YES, broke it to me so gently. One out of eight had cancer. I cried when I got off the phone. Jeff came in while I was on the phone. So we cried together. 
I just couldn't believe it. I wanted to crawl in a hole somewhere and never come out. 
I took a breath and realized it's OK and it's not the end yet. I will grow old because I found this in time. I am not giving in to this cause I will make it.


OK.....Today I went to GS. He was able to explain everything. My tumor was 1 and 1/2cm. It was close to the muscle (the muscle on my ribs), wasn't in the muscles yet. (that's great news) It was in my nipple. When I had first biopsy, My nipple kept getting a stinging pain which brought tears to my eyes. Now I know why because it was apart of the tissue he was trying to get out. And my nipple was very sensitive and stayed folded downward. I hope that makes sense. Anyways, I will now go see oncologist next Thursday 28th.  GS believes I will need some thing more than just hormone treatment. Probably Chemo. Breath........


I get it. I really do. I must have this and I must be strong and not give up. I get that. I understand that God will help me on this ?????? Journey we will call this. This journey is here for a greater reason or purpose. My wonderful husband Jeff is going to church and is really showing how much he loves me. That is enough for me.
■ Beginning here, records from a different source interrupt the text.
//! Redis key schema, centralized.

/// Login verification codes, 2-minute TTL.
pub const LOGIN_CODE_KEY: &str = "login:code:";
/// Cached shop values.
pub const CACHE_SHOP_KEY: &str = "cache:shop:";
/// Cached shop-type list.
pub const CACHE_SHOP_LIST: &str = "shop:list";
/// Cold-start rebuild locks for shop entries.
pub const SHOP_LOCK_KEY: &str = "shop:lock:";
/// Seckill stock counters.
pub const SECKILL_STOCK_KEY: &str = "seckill:stock:";
/// Per-blog like sets.
pub const BLOG_LIKE_KEY: &str = "blog:like:";
/// Per-user followee sets.
pub const FOLLOW_USER_KEY: &str = "follow:";
/// Per-follower feed inboxes.
pub const FEED_KEY: &str = "feed:";
/// Geospatial shop indexes, one per type.
pub const SHOP_GEO_KEY: &str = "shop:geo:";
/// Monthly sign-in bitmaps.
pub const USER_SIGN_KEY: &str = "sign:";
/// Order materialization locks.
pub const ORDER_LOCK_KEY: &str = "lock:order:";
/// Daily unique-visitor sketches.
pub const UV_KEY: &str = "uv:";
/// Daily id-generator counters.
pub const ID_COUNTER_KEY: &str = "icr:";

/// Shop membership filter bitset.
pub const SHOP_BLOOM_KEY: &str = "bloom:shop";

pub fn shop_cache_key(id: i64) -> String {
    format!("{}{}", CACHE_SHOP_KEY, id)
}

pub fn shop_lock_key(id: i64) -> String {
    format!("{}{}", SHOP_LOCK_KEY, id)
}

pub fn shop_geo_key(type_id: i64) -> String {
    format!("{}{}", SHOP_GEO_KEY, type_id)
}

pub fn seckill_stock_key(voucher_id: i64) -> String {
    format!("{}{}", SECKILL_STOCK_KEY, voucher_id)
}

pub fn order_lock_key(user_id: i64) -> String {
    format!("{}{}", ORDER_LOCK_KEY, user_id)
}

pub fn blog_like_key(blog_id: i64) -> String {
    format!("{}{}", BLOG_LIKE_KEY, blog_id)
}

pub fn follow_key(user_id: i64) -> String {
    format!("{}{}", FOLLOW_USER_KEY, user_id)
}

pub fn feed_key(user_id: i64) -> String {
    format!("{}{}", FEED_KEY, user_id)
}

/// `sign:<userId>:<YYYYMM>`
pub fn sign_key(user_id: i64, year: i32, month: u32) -> String {
    format!("{}{}:{:04}{:02}", USER_SIGN_KEY, user_id, year, month)
}

/// `uv:<YYYYMMDD>`
pub fn uv_key(date: &str) -> String {
    format!("{}{}", UV_KEY, date)
}

/// `retry:<stream>:<messageId>`
pub fn retry_key(stream: &str, message_id: &str) -> String {
    format!("retry:{}:{}", stream, message_id)
}

pub fn login_code_key(phone: &str) -> String {
    format!("{}{}", LOGIN_CODE_KEY, phone)
}

#[cfg(test)]
mod tests {
    use super::*;

    #[test]
    fn test_key_formats() {
        assert_eq!(shop_cache_key(17), "cache:shop:17");
        assert_eq!(shop_lock_key(17), "shop:lock:17");
        assert_eq!(shop_geo_key(3), "shop:geo:3");
        assert_eq!(seckill_stock_key(42), "seckill:stock:42");
        assert_eq!(order_lock_key(5), "lock:order:5");
        assert_eq!(blog_like_key(8), "blog:like:8");
        assert_eq!(feed_key(21), "feed:21");
        assert_eq!(sign_key(5, 2024, 6), "sign:5:202406");
        assert_eq!(retry_key("stream.orders", "1-0"), "retry:stream.orders:1-0");
    }
}
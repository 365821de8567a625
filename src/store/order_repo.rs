//! Voucher-order queries over `tb_voucher_order`.

use sqlx::{MySql, Transaction};

use crate::model::{OrderStatus, VoucherOrder};
use crate::store::StoreResult;

/// Whether `user_id` already holds a live order for `voucher_id`.
///
/// Checked inside the materialization transaction; canceled orders do not
/// count against the one-per-user limit.
pub async fn has_purchased(
    tx: &mut Transaction<'_, MySql>,
    user_id: i64,
    voucher_id: i64,
) -> StoreResult<bool> {
    let (count,): (i64,) = sqlx::query_as(
        "SELECT COUNT(*) FROM tb_voucher_order \
         WHERE user_id = ? AND voucher_id = ? AND status <> ?",
    )
    .bind(user_id)
    .bind(voucher_id)
    .bind(OrderStatus::Canceled.as_i32())
    .fetch_one(&mut **tx)
    .await?;

    Ok(count > 0)
}

/// Insert a materialized order inside an enclosing transaction.
pub async fn insert(tx: &mut Transaction<'_, MySql>, order: &VoucherOrder) -> StoreResult<()> {
    sqlx::query(
        "INSERT INTO tb_voucher_order \
         (id, user_id, voucher_id, pay_type, status, create_time, update_time) \
         VALUES (?, ?, ?, ?, ?, ?, ?)",
    )
    .bind(order.id)
    .bind(order.user_id)
    .bind(order.voucher_id)
    .bind(order.pay_type)
    .bind(order.status)
    .bind(order.create_time)
    .bind(order.update_time)
    .execute(&mut **tx)
    .await?;

    Ok(())
}
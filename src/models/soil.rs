use serde::{Deserialize, Serialize};

#[derive(Debug, Clone, Copy, PartialEq, Eq, Hash, Serialize, Deserialize)]
#[serde(rename_all = "lowercase")]
pub enum SoilType {
    Clay,
    Loam,
    Sandy,
    Silty,
    Peaty,
    Chalky,
}

impl SoilType {
    pub const ALL: [SoilType; 6] = [
        SoilType::Clay,
        SoilType::Loam,
        SoilType::Sandy,
        SoilType::Silty,
        SoilType::Peaty,
        SoilType::Chalky,
    ];

    pub fn as_str(&self) -> &'static str {
        match self {
            SoilType::Clay => "Clay",
            SoilType::Loam => "Loam",
            SoilType::Sandy => "Sandy",
            SoilType::Silty => "Silty",
            SoilType::Peaty => "Peaty",
            SoilType::Chalky => "Chalky",
        }
    }

    /// Case-insensitive, whitespace-tolerant lookup. Returns `None` for
    /// anything unrecognised so callers can apply their own default.
    pub fn from_str(s: &str) -> Option<Self> {
        match s.trim().to_lowercase().as_str() {
            "clay" => Some(SoilType::Clay),
            "loam" | "loamy" => Some(SoilType::Loam),
            "sandy" => Some(SoilType::Sandy),
            "silty" => Some(SoilType::Silty),
            "peaty" => Some(SoilType::Peaty),
            "chalky" => Some(SoilType::Chalky),
            _ => None,
        }
    }
}

impl std::fmt::Display for SoilType {
    fn fmt(&self, f: &mut std::fmt::Formatter<'_>) -> std::fmt::Result {
        write!(f, "{}", self.as_str())
    }
}

/// Moisture thresholds for a soil, all in volumetric percent.
///
/// Expected ordering is `wilting_point < optimal_min < optimal_max < saturation`.
/// Nothing enforces it; the reference tables are authored to respect it.
#[derive(Debug, Clone, Copy, PartialEq, Serialize, Deserialize)]
pub struct SoilProfile {
    pub field_capacity: f64,
    pub wilting_point: f64,
    pub optimal_min: f64,
    pub optimal_max: f64,
    pub saturation: f64,
}

impl SoilProfile {
    pub fn is_saturated(&self, moisture: f64) -> bool {
        moisture > self.saturation
    }

    pub fn is_below_optimal(&self, moisture: f64) -> bool {
        moisture < self.optimal_min
    }

    /// Shortfall to the bottom of the optimal band, never negative.
    pub fn moisture_deficit(&self, moisture: f64) -> f64 {
        (self.optimal_min - moisture).max(0.0)
    }
}

#[cfg(test)]
mod tests {
    use super::*;

    #[test]
    fn soil_type_from_str_valid() {
        assert_eq!(SoilType::from_str("clay"), Some(SoilType::Clay));
        assert_eq!(SoilType::from_str("CLAY"), Some(SoilType::Clay));
        assert_eq!(SoilType::from_str("  Sandy "), Some(SoilType::Sandy));
        assert_eq!(SoilType::from_str("Loamy"), Some(SoilType::Loam));
        assert_eq!(SoilType::from_str("loam"), Some(SoilType::Loam));
        assert_eq!(SoilType::from_str("Chalky"), Some(SoilType::Chalky));
    }

    #[test]
    fn soil_type_from_str_invalid() {
        assert_eq!(SoilType::from_str("dirt"), None);
        assert_eq!(SoilType::from_str(""), None);
        assert_eq!(SoilType::from_str("silt loam"), None);
    }

    #[test]
    fn soil_type_round_trip() {
        for soil in SoilType::ALL {
            assert_eq!(SoilType::from_str(soil.as_str()), Some(soil));
        }
    }

    #[test]
    fn moisture_deficit_never_negative() {
        let profile = SoilProfile {
            field_capacity: 35.0,
            wilting_point: 18.0,
            optimal_min: 25.0,
            optimal_max: 32.0,
            saturation: 75.0,
        };
        assert_eq!(profile.moisture_deficit(20.0), 5.0);
        assert_eq!(profile.moisture_deficit(25.0), 0.0);
        assert_eq!(profile.moisture_deficit(90.0), 0.0);
    }
}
But if more great things can happen then so be it. I want my family(everyone!) to know that I couldn't make it without God or them. I love my family even the ones that get on my nerves and push me to the limits. I even love the ones that don't love me any more. May God help those who don't care about me. I want everyone to be in heaven but I can't make them believe.

Sorry about that but I had to get that said. It makes me feel better to write these things out. I just hope someone can see that God makes all things better.

I will keep this up to date. I pray that God will help others not to have to go through this. I will do what I can to help support groups to help find cures for all of us Breast Cancer people(women &men).